What!!! Florida isn't the south?????

Reactions: Like 1 | Funny 2


----------



## Schroedc (May 25, 2016)

Mike1950 said:


> What!!! Florida isn't the south?????



There's the south, and then there is THE SOUTH

Reactions: Agree 3


----------



## Kevin (May 25, 2016)

Dave congrats on the new job. Obviuously it's something you want or you wouldn't be moving. Hopefully you'll be able to continue hunting and set up a shop again there. FL is full of exotics too so don't worry that you won't have any cool wood to hunt. Where about in FL you headed?

Reactions: Agree 1


----------



## Nature Man (May 25, 2016)

I have a sister that lives in Mississippi and she lived in "Southern" Florida for a number of years. She is adamant in that Florida is NOT part of the "South." Chuck

Reactions: Like 1 | Agree 2


----------



## rocky1 (May 25, 2016)

Florida is most definitely in the south... Dependent upon where you go! Been all over the state, and there are spots most every that you get real deep south down here.

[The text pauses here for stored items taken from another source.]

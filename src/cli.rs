use crate::api::{ApiClient, RecordingControl};
use crate::config::AppConfig;
use crate::model::{format_timestamp, parse_timestamp, CameraId, StreamTarget, Timestamp};
use crate::playback::{PlaybackController, PlaybackRequest, PlaybackState, PlaybackStatus, VideoSurface};
use crate::router::Route;
use crate::session::SessionStore;
use crate::views::camera::CameraDetail;
use crate::views::cameras::CameraListView;
use crate::views::display_local;
use crate::views::login::{self, LoginOutcome};
use anyhow::{bail, Context, Result};
use clap::{Parser, Subcommand};
use std::fmt::Write as _;
use std::path::PathBuf;
use tokio_util::sync::CancellationToken;

#[derive(Parser, Debug)]
#[command(name = "camview", version, about = "Browse cameras and play back recorded segments")]
pub struct Cli {
    /// Config file used instead of the built-in defaults
    #[arg(long, global = true)]
    pub config: Option<PathBuf>,

    #[command(subcommand)]
    pub command: Command,
}

#[derive(Subcommand, Debug, PartialEq)]
pub enum Command {
    /// Exchange a personal access token for a session
    Login { token: String },
    /// Forget the stored session
    Logout,
    /// List cameras
    Cameras,
    /// Show one camera with its recording info and timeline
    Camera { id: CameraId },
    /// Play one recorded segment until it ends or Ctrl-C
    Segment {
        id: CameraId,
        #[arg(long, value_parser = parse_timestamp)]
        start: Timestamp,
        #[arg(long, value_parser = parse_timestamp)]
        end: Timestamp,
    },
    /// Play, pause or change the speed of a recording stream on the server.
    /// `domain` and `stream_id` are the `controls` of a segment's status.
    Control {
        domain: String,
        stream_id: String,
        #[command(subcommand)]
        action: ControlAction,
    },
    /// Navigate to a client route, e.g. `/cameras/3`
    Open { route: String },
    /// Start the graphical viewer
    Ui,
}

#[derive(Subcommand, Debug, Clone, Copy, PartialEq)]
pub enum ControlAction {
    Play,
    Pause,
    Speed { speed: u32 },
}

impl From<ControlAction> for RecordingControl {
    fn from(action: ControlAction) -> Self {
        match action {
            ControlAction::Play => RecordingControl::Play,
            ControlAction::Pause => RecordingControl::Pause,
            ControlAction::Speed { speed } => RecordingControl::Speed(speed),
        }
    }
}

pub async fn run(cli: Cli) -> Result<()> {
    let config = AppConfig::load(cli.config)?;
    let store = SessionStore::new(&config.session);
    let api = ApiClient::new(&config.api);
    tracing::debug!("api at {}, session file {}", api.base_url(), store.path().display());

    let route = match cli.command {
        Command::Login { token } => {
            return match login::login(&api, &store, &token).await {
                LoginOutcome::Navigate(route) => {
                    println!("Logged in. Continue at {route}");
                    Ok(())
                }
                LoginOutcome::Alert(message) => bail!(message),
            };
        }
        Command::Logout => {
            let route = login::logout(&store).await?;
            println!("Logged out. Continue at {route}");
            return Ok(());
        }
        Command::Control {
            domain,
            stream_id,
            action,
        } => {
            let session = store.get().await.context("not logged in; run `camview login <token>`")?;
            let target = StreamTarget { domain, stream_id };
            let control = RecordingControl::from(action);
            let ack = api
                .with_session(&session)
                .control_recording(&target, control)
                .await
                .with_context(|| format!("recording {control} failed"))?;
            println!("{}", serde_json::to_string_pretty(&ack)?);
            return Ok(());
        }
        Command::Ui => {
            let handle = tokio::runtime::Handle::current();
            return tokio::task::block_in_place(|| crate::dashboard::run_dashboard(config, handle));
        }
        Command::Cameras => Route::Cameras,
        Command::Camera { id } => Route::Camera(id),
        Command::Segment { id, start, end } => Route::segment(id, start, end),
        Command::Open { route } => Route::parse(&route)?,
    };

    navigate(&config, &store, &api, route).await
}

/// Show `route` the way the viewer would, after applying the session guard.
async fn navigate(config: &AppConfig, store: &SessionStore, api: &ApiClient, route: Route) -> Result<()> {
    let session = store.get().await;
    let landed = match &route {
        Route::Login => login::enter(store).await.unwrap_or(Route::Login),
        other => other.clone().guard(session.as_ref()),
    };
    if landed != route {
        tracing::info!("{} redirected to {}", route, landed);
    }

    let api = match (&landed, &session) {
        (Route::Login, _) | (_, None) => {
            println!("Not logged in. Run `camview login <token>`");
            return Ok(());
        }
        (_, Some(session)) => api.with_session(session),
    };

    match landed {
        Route::Login => Ok(()),
        Route::Cameras => {
            let view = CameraListView::load(&api).await.context("error fetching cameras")?;
            print!("{}", render_cameras(&view));
            Ok(())
        }
        Route::Camera(id) => {
            let detail = CameraDetail::load(&api, id, &CancellationToken::new())
                .await
                .with_context(|| format!("error fetching camera {id}"))?;
            print!("{}", render_camera(&detail));
            Ok(())
        }
        route @ Route::Segment { .. } => play_segment(config, api, &route).await,
    }
}

async fn play_segment(config: &AppConfig, api: ApiClient, route: &Route) -> Result<()> {
    let Some(request) = PlaybackRequest::from_route(route) else {
        // without a full range nothing is played
        println!("{}", serde_json::to_string_pretty(&PlaybackStatus::default())?);
        return Ok(());
    };

    let surface = VideoSurface::from_config(&config.player);
    let mut controller = PlaybackController::new(api, surface, &config.player);
    let mut status = controller.open(request).await;
    if let Some(session) = controller.session() {
        let req = session.request();
        tracing::info!(
            "playing camera {} from {} to {}",
            req.camera_id,
            format_timestamp(&req.start),
            format_timestamp(&req.end)
        );
    }

    tokio::select! {
        done = status.wait_for(|s| s.ended || s.state.is_terminal()) => {
            if done.is_err() {
                tracing::warn!("playback task went away");
            }
        }
        _ = tokio::signal::ctrl_c() => tracing::info!("interrupted, detaching"),
    }

    let last = controller.close().await.unwrap_or_default();
    println!("{}", serde_json::to_string_pretty(&last)?);
    if let PlaybackState::Error(e) = &last.state {
        bail!("playback failed: {e}");
    }
    Ok(())
}

fn render_cameras(view: &CameraListView) -> String {
    let mut out = String::new();
    for card in &view.cards {
        let recording = if card.has_recording { "recording" } else { "" };
        let _ = writeln!(out, "{:>6}  {:<32} {:<10} {}", card.id, card.name, card.status, recording);
    }
    let _ = writeln!(out, "{} of {} cameras", view.cards.len(), view.total);
    out
}

fn render_camera(detail: &CameraDetail) -> String {
    use crate::views::camera::LiveView;

    let camera = &detail.camera;
    let mut out = String::new();
    let _ = writeln!(out, "{} (#{})", camera.name, camera.id);
    let _ = writeln!(out, "Owner: {} <{}>", camera.owner.full_name(), camera.owner.email);

    match &detail.live {
        LiveView::Video { url, .. } => {
            let _ = writeln!(out, "Live video: {url}");
        }
        LiveView::Image { url } => {
            let _ = writeln!(out, "Live image: {url}");
        }
        other => {
            let _ = writeln!(out, "{}", other.message().unwrap_or_default());
        }
    }
    if let Some(link) = &detail.live_link {
        let _ = writeln!(out, "View live stream: {link}");
    }

    match &detail.recording {
        Ok(info) => {
            let _ = writeln!(out, "Recording: {} (retention {})", info.status, info.retention);
            let _ = writeln!(
                out,
                "  {} to {}",
                display_local(&info.recording_start),
                display_local(&info.recording_end)
            );
        }
        Err(_) => {
            let _ = writeln!(out, "Recording info unavailable");
        }
    }

    match &detail.timeline {
        Some(Ok(timeline)) => {
            for (i, card) in timeline.cards.iter().enumerate() {
                let route = timeline.select(i).map(|r| r.to_string()).unwrap_or_default();
                let _ = writeln!(
                    out,
                    "  {}: {} - {}  {}",
                    card.label,
                    format_timestamp(&card.segment.start),
                    format_timestamp(&card.segment.end),
                    route
                );
            }
        }
        Some(Err(_)) => {
            let _ = writeln!(out, "Timeline unavailable");
        }
        None => {}
    }
    out
}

Unfortunately, there's a whole lot of places that would qualify as southern New York City. Pretty much everything in the middle of the state, ain't in the south. Way down there on the southern tip of things, ain't in the south! They think they're in the south, but they really aren't.


----------



## DRW (May 26, 2016)

MKTacop said:


> Where in Alabama are you Dave? I'm originally from around Birmingham and have family in the area that could pick stuff up for me if I want to buy some of the stuff you're going to sell.
> 
> Buddy


I'm in Huntsville, and that would be fine. I have some large chunks of chestnut oak burl and walnut that would be better for pickup than shipping.


----------



## DRW (May 26, 2016)

rocky1 said:


> Florida is most definitely in the south... Dependent upon where you go! Been all over the state, and there are spots most every that you get real deep south down here. Unfortunately, there's a whole lot of places that would qualify as southern New York City. Pretty much everything in the middle of the state, ain't in the south. Way down there on the southern tip of things, ain't in the south! They think they're in the south, but they really aren't.


I'll be near cocoa beach, working at the Cape


----------



## MKTacop (May 26, 2016)

DRW said:


> I'm in Huntsville, and that would be fine. I have some large chunks of chestnut oak burl and walnut that would be better for pickup than shipping.


Copy that. When you're ready, let me know what you have and how much you're asking (Pictures would be great if you can post them).

Reactions: Like 1


----------